*INFORMATION GIVEN*.
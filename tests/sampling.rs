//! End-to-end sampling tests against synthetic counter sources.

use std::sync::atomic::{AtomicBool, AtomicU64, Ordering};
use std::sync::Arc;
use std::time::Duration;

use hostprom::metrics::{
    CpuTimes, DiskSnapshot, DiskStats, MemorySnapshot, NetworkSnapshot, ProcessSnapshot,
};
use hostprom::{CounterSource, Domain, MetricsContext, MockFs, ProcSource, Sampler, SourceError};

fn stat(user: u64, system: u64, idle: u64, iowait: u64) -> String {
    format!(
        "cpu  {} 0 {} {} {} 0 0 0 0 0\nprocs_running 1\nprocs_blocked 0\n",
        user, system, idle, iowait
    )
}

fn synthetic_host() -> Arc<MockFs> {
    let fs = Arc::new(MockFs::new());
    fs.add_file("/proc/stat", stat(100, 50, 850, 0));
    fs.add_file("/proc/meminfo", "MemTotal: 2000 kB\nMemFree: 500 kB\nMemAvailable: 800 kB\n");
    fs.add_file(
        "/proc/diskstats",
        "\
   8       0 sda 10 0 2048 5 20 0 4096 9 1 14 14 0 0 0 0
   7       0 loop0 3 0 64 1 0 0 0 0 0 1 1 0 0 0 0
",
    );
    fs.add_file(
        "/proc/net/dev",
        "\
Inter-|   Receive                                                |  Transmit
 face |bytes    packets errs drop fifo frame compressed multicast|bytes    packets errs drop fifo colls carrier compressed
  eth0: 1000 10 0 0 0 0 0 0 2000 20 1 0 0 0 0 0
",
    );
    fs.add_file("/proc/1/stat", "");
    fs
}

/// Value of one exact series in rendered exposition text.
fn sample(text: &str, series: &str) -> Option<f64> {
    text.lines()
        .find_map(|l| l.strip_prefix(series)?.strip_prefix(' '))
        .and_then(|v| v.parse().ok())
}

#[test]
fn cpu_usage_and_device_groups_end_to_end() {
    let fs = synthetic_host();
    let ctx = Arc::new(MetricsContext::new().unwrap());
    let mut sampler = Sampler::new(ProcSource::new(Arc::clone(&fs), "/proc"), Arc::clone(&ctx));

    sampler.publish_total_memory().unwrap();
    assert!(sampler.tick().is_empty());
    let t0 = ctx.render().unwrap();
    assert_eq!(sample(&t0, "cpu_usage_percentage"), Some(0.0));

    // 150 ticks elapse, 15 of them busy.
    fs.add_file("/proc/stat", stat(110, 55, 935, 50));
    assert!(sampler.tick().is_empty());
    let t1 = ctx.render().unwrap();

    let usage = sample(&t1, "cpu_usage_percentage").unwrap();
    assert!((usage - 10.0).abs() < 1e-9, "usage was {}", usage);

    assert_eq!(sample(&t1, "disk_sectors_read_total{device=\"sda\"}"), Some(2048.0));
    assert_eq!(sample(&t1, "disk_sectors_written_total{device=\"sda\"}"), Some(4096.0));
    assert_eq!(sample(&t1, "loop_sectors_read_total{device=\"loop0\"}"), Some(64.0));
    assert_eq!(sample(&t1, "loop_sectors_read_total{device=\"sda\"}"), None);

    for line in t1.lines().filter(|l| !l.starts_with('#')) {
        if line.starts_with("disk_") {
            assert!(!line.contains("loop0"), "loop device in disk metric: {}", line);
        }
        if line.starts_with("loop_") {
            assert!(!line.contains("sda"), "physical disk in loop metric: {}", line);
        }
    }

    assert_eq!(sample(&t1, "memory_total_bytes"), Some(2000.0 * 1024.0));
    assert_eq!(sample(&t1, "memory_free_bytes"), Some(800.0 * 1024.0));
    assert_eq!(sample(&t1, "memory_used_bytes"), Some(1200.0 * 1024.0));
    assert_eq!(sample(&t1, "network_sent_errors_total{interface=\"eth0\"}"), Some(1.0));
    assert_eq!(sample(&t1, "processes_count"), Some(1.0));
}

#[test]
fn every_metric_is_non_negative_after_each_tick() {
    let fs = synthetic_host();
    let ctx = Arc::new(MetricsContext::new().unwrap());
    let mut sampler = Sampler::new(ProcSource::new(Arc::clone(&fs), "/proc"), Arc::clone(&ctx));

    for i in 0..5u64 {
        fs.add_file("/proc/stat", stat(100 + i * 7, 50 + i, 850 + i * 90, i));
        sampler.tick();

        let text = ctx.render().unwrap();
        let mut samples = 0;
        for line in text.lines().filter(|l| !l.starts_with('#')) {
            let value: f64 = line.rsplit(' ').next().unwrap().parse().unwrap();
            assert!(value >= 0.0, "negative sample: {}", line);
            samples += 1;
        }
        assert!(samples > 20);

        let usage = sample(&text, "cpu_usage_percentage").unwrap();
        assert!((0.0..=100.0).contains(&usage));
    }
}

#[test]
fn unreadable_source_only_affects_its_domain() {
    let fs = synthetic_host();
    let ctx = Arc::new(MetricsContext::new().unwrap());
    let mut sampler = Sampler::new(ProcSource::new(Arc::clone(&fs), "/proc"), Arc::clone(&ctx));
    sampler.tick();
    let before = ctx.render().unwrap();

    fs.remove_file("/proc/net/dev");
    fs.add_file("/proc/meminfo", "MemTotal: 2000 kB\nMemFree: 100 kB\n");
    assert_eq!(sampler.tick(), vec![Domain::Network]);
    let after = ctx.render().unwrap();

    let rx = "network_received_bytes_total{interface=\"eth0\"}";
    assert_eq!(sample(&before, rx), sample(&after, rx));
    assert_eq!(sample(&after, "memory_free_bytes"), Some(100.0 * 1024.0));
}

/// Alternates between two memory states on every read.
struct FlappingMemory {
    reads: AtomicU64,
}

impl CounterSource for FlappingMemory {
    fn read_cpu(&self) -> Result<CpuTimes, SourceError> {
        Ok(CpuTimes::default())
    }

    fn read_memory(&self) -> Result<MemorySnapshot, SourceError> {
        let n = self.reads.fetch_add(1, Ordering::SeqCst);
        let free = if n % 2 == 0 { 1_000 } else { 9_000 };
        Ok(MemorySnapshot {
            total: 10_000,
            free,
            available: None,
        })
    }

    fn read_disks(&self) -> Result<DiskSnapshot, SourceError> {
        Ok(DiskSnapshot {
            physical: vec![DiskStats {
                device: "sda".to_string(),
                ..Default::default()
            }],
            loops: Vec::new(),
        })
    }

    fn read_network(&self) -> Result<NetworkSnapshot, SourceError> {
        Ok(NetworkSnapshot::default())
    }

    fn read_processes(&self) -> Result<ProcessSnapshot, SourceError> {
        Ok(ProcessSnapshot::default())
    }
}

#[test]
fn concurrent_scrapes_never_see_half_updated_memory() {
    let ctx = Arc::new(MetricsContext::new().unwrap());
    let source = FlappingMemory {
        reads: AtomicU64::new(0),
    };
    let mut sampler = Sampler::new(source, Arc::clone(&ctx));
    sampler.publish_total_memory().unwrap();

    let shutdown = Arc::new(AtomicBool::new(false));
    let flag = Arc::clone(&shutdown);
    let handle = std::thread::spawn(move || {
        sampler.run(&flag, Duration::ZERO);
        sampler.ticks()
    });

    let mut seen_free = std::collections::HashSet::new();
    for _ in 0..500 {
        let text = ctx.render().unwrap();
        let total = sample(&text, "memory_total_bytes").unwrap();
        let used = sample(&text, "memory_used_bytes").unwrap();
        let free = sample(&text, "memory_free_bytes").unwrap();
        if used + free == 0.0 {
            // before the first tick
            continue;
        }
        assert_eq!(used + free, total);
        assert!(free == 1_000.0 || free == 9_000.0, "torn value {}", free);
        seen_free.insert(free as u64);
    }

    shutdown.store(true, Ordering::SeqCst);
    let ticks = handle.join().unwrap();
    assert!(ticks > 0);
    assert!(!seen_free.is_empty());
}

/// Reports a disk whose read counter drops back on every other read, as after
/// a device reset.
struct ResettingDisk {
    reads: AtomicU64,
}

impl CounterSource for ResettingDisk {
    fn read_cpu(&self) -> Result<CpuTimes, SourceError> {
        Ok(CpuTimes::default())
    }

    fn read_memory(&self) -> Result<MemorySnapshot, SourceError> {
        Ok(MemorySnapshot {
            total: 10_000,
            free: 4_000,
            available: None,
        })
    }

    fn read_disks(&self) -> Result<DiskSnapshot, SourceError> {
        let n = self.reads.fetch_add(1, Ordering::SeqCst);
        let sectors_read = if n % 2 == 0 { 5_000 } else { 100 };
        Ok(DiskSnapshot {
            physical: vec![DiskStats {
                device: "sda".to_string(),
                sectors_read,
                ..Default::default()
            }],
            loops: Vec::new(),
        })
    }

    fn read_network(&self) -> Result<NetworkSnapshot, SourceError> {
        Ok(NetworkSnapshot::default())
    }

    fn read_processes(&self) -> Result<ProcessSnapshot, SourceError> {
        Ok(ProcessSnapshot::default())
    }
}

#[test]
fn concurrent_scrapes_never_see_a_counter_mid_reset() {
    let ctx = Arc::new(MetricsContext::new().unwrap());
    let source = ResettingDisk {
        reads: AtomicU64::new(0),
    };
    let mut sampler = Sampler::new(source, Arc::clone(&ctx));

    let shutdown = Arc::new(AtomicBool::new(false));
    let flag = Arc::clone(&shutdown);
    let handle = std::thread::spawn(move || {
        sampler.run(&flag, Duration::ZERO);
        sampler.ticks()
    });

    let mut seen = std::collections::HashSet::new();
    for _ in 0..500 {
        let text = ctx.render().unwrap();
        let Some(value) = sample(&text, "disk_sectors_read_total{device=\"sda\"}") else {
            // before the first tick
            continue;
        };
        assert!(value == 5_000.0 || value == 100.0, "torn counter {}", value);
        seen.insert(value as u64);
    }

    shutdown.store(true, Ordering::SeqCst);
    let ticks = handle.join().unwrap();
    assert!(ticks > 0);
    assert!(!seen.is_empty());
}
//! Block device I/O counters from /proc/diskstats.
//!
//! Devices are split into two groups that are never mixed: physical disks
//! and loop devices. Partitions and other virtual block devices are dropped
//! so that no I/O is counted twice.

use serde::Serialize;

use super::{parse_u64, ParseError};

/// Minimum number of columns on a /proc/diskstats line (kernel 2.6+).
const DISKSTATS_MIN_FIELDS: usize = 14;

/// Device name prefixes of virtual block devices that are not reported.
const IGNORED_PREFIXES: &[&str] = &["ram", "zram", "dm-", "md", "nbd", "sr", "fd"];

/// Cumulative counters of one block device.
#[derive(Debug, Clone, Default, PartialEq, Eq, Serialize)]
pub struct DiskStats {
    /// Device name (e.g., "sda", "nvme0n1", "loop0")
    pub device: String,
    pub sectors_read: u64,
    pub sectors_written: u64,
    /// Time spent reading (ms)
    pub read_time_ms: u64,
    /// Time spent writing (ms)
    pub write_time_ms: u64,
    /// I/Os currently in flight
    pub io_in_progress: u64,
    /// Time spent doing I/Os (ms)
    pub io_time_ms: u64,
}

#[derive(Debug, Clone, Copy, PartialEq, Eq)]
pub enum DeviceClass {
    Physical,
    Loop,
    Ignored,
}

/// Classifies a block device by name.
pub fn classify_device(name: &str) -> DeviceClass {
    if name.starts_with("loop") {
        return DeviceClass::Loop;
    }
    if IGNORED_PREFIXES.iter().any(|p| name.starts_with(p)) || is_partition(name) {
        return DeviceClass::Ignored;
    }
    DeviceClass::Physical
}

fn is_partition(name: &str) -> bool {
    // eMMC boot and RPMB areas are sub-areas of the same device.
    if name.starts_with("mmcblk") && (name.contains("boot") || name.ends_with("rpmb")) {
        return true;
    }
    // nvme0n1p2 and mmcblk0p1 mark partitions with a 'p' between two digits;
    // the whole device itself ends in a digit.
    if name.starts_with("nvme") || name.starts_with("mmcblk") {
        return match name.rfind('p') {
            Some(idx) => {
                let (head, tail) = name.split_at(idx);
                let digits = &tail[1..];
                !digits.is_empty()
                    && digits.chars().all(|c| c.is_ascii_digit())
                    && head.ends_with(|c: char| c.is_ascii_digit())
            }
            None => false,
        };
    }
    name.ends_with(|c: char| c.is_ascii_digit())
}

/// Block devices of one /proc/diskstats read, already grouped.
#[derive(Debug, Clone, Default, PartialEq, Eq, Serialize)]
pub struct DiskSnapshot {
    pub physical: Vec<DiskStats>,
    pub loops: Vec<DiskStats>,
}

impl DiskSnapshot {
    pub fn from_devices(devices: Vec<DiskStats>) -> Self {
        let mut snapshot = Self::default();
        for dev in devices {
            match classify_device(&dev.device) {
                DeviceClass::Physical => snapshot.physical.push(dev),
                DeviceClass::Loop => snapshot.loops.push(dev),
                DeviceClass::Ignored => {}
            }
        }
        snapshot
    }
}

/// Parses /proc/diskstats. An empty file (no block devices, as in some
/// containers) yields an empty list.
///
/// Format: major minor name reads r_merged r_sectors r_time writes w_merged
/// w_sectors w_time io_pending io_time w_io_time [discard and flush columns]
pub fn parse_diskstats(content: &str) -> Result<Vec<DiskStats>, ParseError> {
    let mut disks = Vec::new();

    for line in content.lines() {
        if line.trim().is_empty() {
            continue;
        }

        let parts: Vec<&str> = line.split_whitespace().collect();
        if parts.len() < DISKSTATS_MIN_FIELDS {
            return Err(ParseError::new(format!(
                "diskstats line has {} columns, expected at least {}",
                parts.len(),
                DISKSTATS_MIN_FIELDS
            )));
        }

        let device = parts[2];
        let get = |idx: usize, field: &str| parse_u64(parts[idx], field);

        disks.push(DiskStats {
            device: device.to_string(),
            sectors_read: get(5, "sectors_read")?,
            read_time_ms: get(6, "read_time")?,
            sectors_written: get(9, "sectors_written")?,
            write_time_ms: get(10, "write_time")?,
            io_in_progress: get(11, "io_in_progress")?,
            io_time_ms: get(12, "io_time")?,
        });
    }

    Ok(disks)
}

*WORK REQUEST*. Since only part of the listing is wanted, copy exactly the lines from the one holding "assert_eq!(used + free, total);" to the one holding "read, as after", both included.

*WORKED SOLUTION*.
        assert_eq!(used + free, total);
        assert!(free == 1_000.0 || free == 9_000.0, "torn value {}", free);
        seen_free.insert(free as u64);
    }

    shutdown.store(true, Ordering::SeqCst);
    let ticks = handle.join().unwrap();
    assert!(ticks > 0);
    assert!(!seen_free.is_empty());
}

/// Reports a disk whose read counter drops back on every other read, as after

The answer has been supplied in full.